● Provided records:
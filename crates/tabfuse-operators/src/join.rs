//! Multi-way full outer join.
//!
//! The join key is the set of column names shared by *all* inputs. Inputs are
//! folded left to right, in declaration order, with a full outer join on that
//! one key set at every step. An empty key set is an error; a cross product is
//! never produced.
//!
//! Output layout of one pairwise step:
//! - columns: every left column, then the right non-key columns;
//! - rows: each left row followed by its right matches (in right order), a
//!   left row without matches padded with nulls, then the unmatched right rows
//!   with nulls on the left side.
//!
//! Null key cells match each other. A non-key column present on both sides is
//! renamed with `_x` (left) and `_y` (right) suffixes.

use std::collections::HashMap;

use tabfuse_core::types::{Column, Scalar, Table};

use crate::error::OpError;
use crate::key::{row_key, RowKey};

/// Columns shared by every table, in the first table's column order.
pub fn common_columns<'a>(tables: impl IntoIterator<Item = &'a Table>) -> Vec<String> {
    let mut iter = tables.into_iter();
    let Some(first) = iter.next() else {
        return Vec::new();
    };
    let mut keys = first.column_names();
    for t in iter {
        keys.retain(|k| t.column(k).is_some());
    }
    keys
}

/// Merge `(source, table)` pairs, in order, into one table.
pub fn merge_tables(inputs: Vec<(String, Table)>) -> Result<Table, OpError> {
    if inputs.is_empty() {
        return Err(OpError::NoInputs);
    }
    let keys = common_columns(inputs.iter().map(|(_, t)| t));
    if keys.is_empty() {
        return Err(OpError::EmptyJoinKey {
            sources: inputs.into_iter().map(|(name, _)| name).collect(),
        });
    }

    let mut iter = inputs.into_iter();
    let (_, mut acc) = iter.next().ok_or(OpError::NoInputs)?;
    for (_, right) in iter {
        acc = full_outer_join(&acc, &right, &keys)?;
    }
    Ok(acc)
}

/// Full outer join of two tables on `keys` (which both must contain).
pub fn full_outer_join(left: &Table, right: &Table, keys: &[String]) -> Result<Table, OpError> {
    let left_keys = positions(left, keys)?;
    let right_keys = positions(right, keys)?;

    let right_rest: Vec<usize> = (0..right.num_columns())
        .filter(|i| !right_keys.contains(i))
        .collect();

    let mut columns: Vec<Column> = left
        .columns
        .iter()
        .map(|c| Column::new(c.name.clone(), c.kind, Vec::new()))
        .collect();
    for (lk, rk) in left_keys.iter().zip(&right_keys) {
        columns[*lk].kind = columns[*lk].kind.unify(right.columns[*rk].kind);
    }
    for &ri in &right_rest {
        let rc = &right.columns[ri];
        columns.push(Column::new(rc.name.clone(), rc.kind, Vec::new()));
    }
    disambiguate(&mut columns, left.num_columns(), &left_keys);

    // right key -> right row indices, in row order
    let mut index: HashMap<RowKey, Vec<usize>> = HashMap::new();
    for r in 0..right.num_rows() {
        let key = row_key(right_keys.iter().map(|&k| &right.columns[k].values[r]));
        index.entry(key).or_default().push(r);
    }

    let width_left = left.num_columns();
    let mut matched = vec![false; right.num_rows()];

    for l in 0..left.num_rows() {
        let key = row_key(left_keys.iter().map(|&k| &left.columns[k].values[l]));
        match index.get(&key) {
            Some(rows) => {
                for &r in rows {
                    matched[r] = true;
                    push_left(&mut columns, left, l);
                    push_right(&mut columns, right, &right_rest, width_left, Some(r));
                }
            }
            None => {
                push_left(&mut columns, left, l);
                push_right(&mut columns, right, &right_rest, width_left, None);
            }
        }
    }

    for r in (0..right.num_rows()).filter(|&r| !matched[r]) {
        for (ci, col) in columns.iter_mut().take(width_left).enumerate() {
            let value = match left_keys.iter().position(|&lk| lk == ci) {
                Some(kpos) => right.columns[right_keys[kpos]].values[r].clone(),
                None => Scalar::Null,
            };
            col.values.push(value);
        }
        push_right(&mut columns, right, &right_rest, width_left, Some(r));
    }

    // a key widened to categorical may still hold numbers from one side
    for col in &mut columns {
        col.conform();
    }
    Ok(Table::new(columns)?)
}

fn positions(table: &Table, keys: &[String]) -> Result<Vec<usize>, OpError> {
    keys.iter()
        .map(|k| {
            table
                .position(k)
                .ok_or_else(|| OpError::Schema(format!("join key '{}' not found", k)))
        })
        .collect()
}

fn push_left(columns: &mut [Column], left: &Table, row: usize) {
    for (ci, col) in left.columns.iter().enumerate() {
        columns[ci].values.push(col.values[row].clone());
    }
}

fn push_right(
    columns: &mut [Column],
    right: &Table,
    rest: &[usize],
    offset: usize,
    row: Option<usize>,
) {
    for (j, &ri) in rest.iter().enumerate() {
        let value = row
            .map(|r| right.columns[ri].values[r].clone())
            .unwrap_or(Scalar::Null);
        columns[offset + j].values.push(value);
    }
}

fn disambiguate(columns: &mut [Column], width_left: usize, left_keys: &[usize]) {
    let (left, right) = columns.split_at_mut(width_left);
    for rc in right.iter_mut() {
        if let Some((li, lc)) = left.iter_mut().enumerate().find(|(_, c)| c.name == rc.name) {
            if left_keys.contains(&li) {
                continue;
            }
            lc.name = format!("{}_x", lc.name);
            rc.name = format!("{}_y", rc.name);
        }
    }
}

● Your instructions: Copy the entries word for word.

● Exercise answer:
filename crates/tabfuse-operators/src/join.rs
//! Multi-way full outer join.
//!
//! The join key is the set of column names shared by *all* inputs. Inputs are
//! folded left to right, in declaration order, with a full outer join on that
//! one key set at every step. An empty key set is an error; a cross product is
//! never produced.
//!
//! Output layout of one pairwise step:
//! - columns: every left column, then the right non-key columns;
//! - rows: each left row followed by its right matches (in right order), a
//!   left row without matches padded with nulls, then the unmatched right rows
//!   with nulls on the left side.
//!
//! Null key cells match each other. A non-key column present on both sides is
//! renamed with `_x` (left) and `_y` (right) suffixes.

use std::collections::HashMap;

use tabfuse_core::types::{Column, Scalar, Table};

use crate::error::OpError;
use crate::key::{row_key, RowKey};

/// Columns shared by every table, in the first table's column order.
pub fn common_columns<'a>(tables: impl IntoIterator<Item = &'a Table>) -> Vec<String> {
    let mut iter = tables.into_iter();
    let Some(first) = iter.next() else {
        return Vec::new();
    };
    let mut keys = first.column_names();
    for t in iter {
        keys.retain(|k| t.column(k).is_some());
    }
    keys
}

/// Merge `(source, table)` pairs, in order, into one table.
pub fn merge_tables(inputs: Vec<(String, Table)>) -> Result<Table, OpError> {
    if inputs.is_empty() {
        return Err(OpError::NoInputs);
    }
    let keys = common_columns(inputs.iter().map(|(_, t)| t));
    if keys.is_empty() {
        return Err(OpError::EmptyJoinKey {
            sources: inputs.into_iter().map(|(name, _)| name).collect(),
        });
    }

    let mut iter = inputs.into_iter();
    let (_, mut acc) = iter.next().ok_or(OpError::NoInputs)?;
    for (_, right) in iter {
        acc = full_outer_join(&acc, &right, &keys)?;
    }
    Ok(acc)
}

/// Full outer join of two tables on `keys` (which both must contain).
pub fn full_outer_join(left: &Table, right: &Table, keys: &[String]) -> Result<Table, OpError> {
    let left_keys = positions(left, keys)?;
    let right_keys = positions(right, keys)?;

    let right_rest: Vec<usize> = (0..right.num_columns())
        .filter(|i| !right_keys.contains(i))
        .collect();

    let mut columns: Vec<Column> = left
        .columns
        .iter()
        .map(|c| Column::new(c.name.clone(), c.kind, Vec::new()))
        .collect();
    for (lk, rk) in left_keys.iter().zip(&right_keys) {
        columns[*lk].kind = columns[*lk].kind.unify(right.columns[*rk].kind);
    }
    for &ri in &right_rest {
        let rc = &right.columns[ri];
        columns.push(Column::new(rc.name.clone(), rc.kind, Vec::new()));
    }
    disambiguate(&mut columns, left.num_columns(), &left_keys);

    // right key -> right row indices, in row order
    let mut index: HashMap<RowKey, Vec<usize>> = HashMap::new();
    for r in 0..right.num_rows() {
        let key = row_key(right_keys.iter().map(|&k| &right.columns[k].values[r]));
        index.entry(key).or_default().push(r);
    }

    let width_left = left.num_columns();
    let mut matched = vec![false; right.num_rows()];

    for l in 0..left.num_rows() {
        let key = row_key(left_keys.iter().map(|&k| &left.columns[k].values[l]));
        match index.get(&key) {
            Some(rows) => {
                for &r in rows {
                    matched[r] = true;
                    push_left(&mut columns, left, l);
                    push_right(&mut columns, right, &right_rest, width_left, Some(r));
                }
            }
            None => {
                push_left(&mut columns, left, l);
                push_right(&mut columns, right, &right_rest, width_left, None);
            }
        }
    }

    for r in (0..right.num_rows()).filter(|&r| !matched[r]) {
        for (ci, col) in columns.iter_mut().take(width_left).enumerate() {
            let value = match left_keys.iter().position(|&lk| lk == ci) {
                Some(kpos) => right.columns[right_keys[kpos]].values[r].clone(),
                None => Scalar::Null,
            };
            col.values.push(value);
        }
        push_right(&mut columns, right, &right_rest, width_left, Some(r));
    }

    // a key widened to categorical may still hold numbers from one side
    for col in &mut columns {
        col.conform();
    }
    Ok(Table::new(columns)?)
}

fn positions(table: &Table, keys: &[String]) -> Result<Vec<usize>, OpError> {
    keys.iter()
        .map(|k| {
            table
                .position(k)
                .ok_or_else(|| OpError::Schema(format!("join key '{}' not found", k)))
        })
        .collect()
}

fn push_left(columns: &mut [Column], left: &Table, row: usize) {
    for (ci, col) in left.columns.iter().enumerate() {
        columns[ci].values.push(col.values[row].clone());
    }
}

fn push_right(
    columns: &mut [Column],
    right: &Table,
    rest: &[usize],
    offset: usize,
    row: Option<usize>,
) {
    for (j, &ri) in rest.iter().enumerate() {
        let value = row
            .map(|r| right.columns[ri].values[r].clone())
            .unwrap_or(Scalar::Null);
        columns[offset + j].values.push(value);
    }
}

fn disambiguate(columns: &mut [Column], width_left: usize, left_keys: &[usize]) {
    let (left, right) = columns.split_at_mut(width_left);
    for rc in right.iter_mut() {
        if let Some((li, lc)) = left.iter_mut().enumerate().find(|(_, c)| c.name == rc.name) {
            if left_keys.contains(&li) {
                continue;
            }
            lc.name = format!("{}_x", lc.name);
            rc.name = format!("{}_y", rc.name);
        }
    }
}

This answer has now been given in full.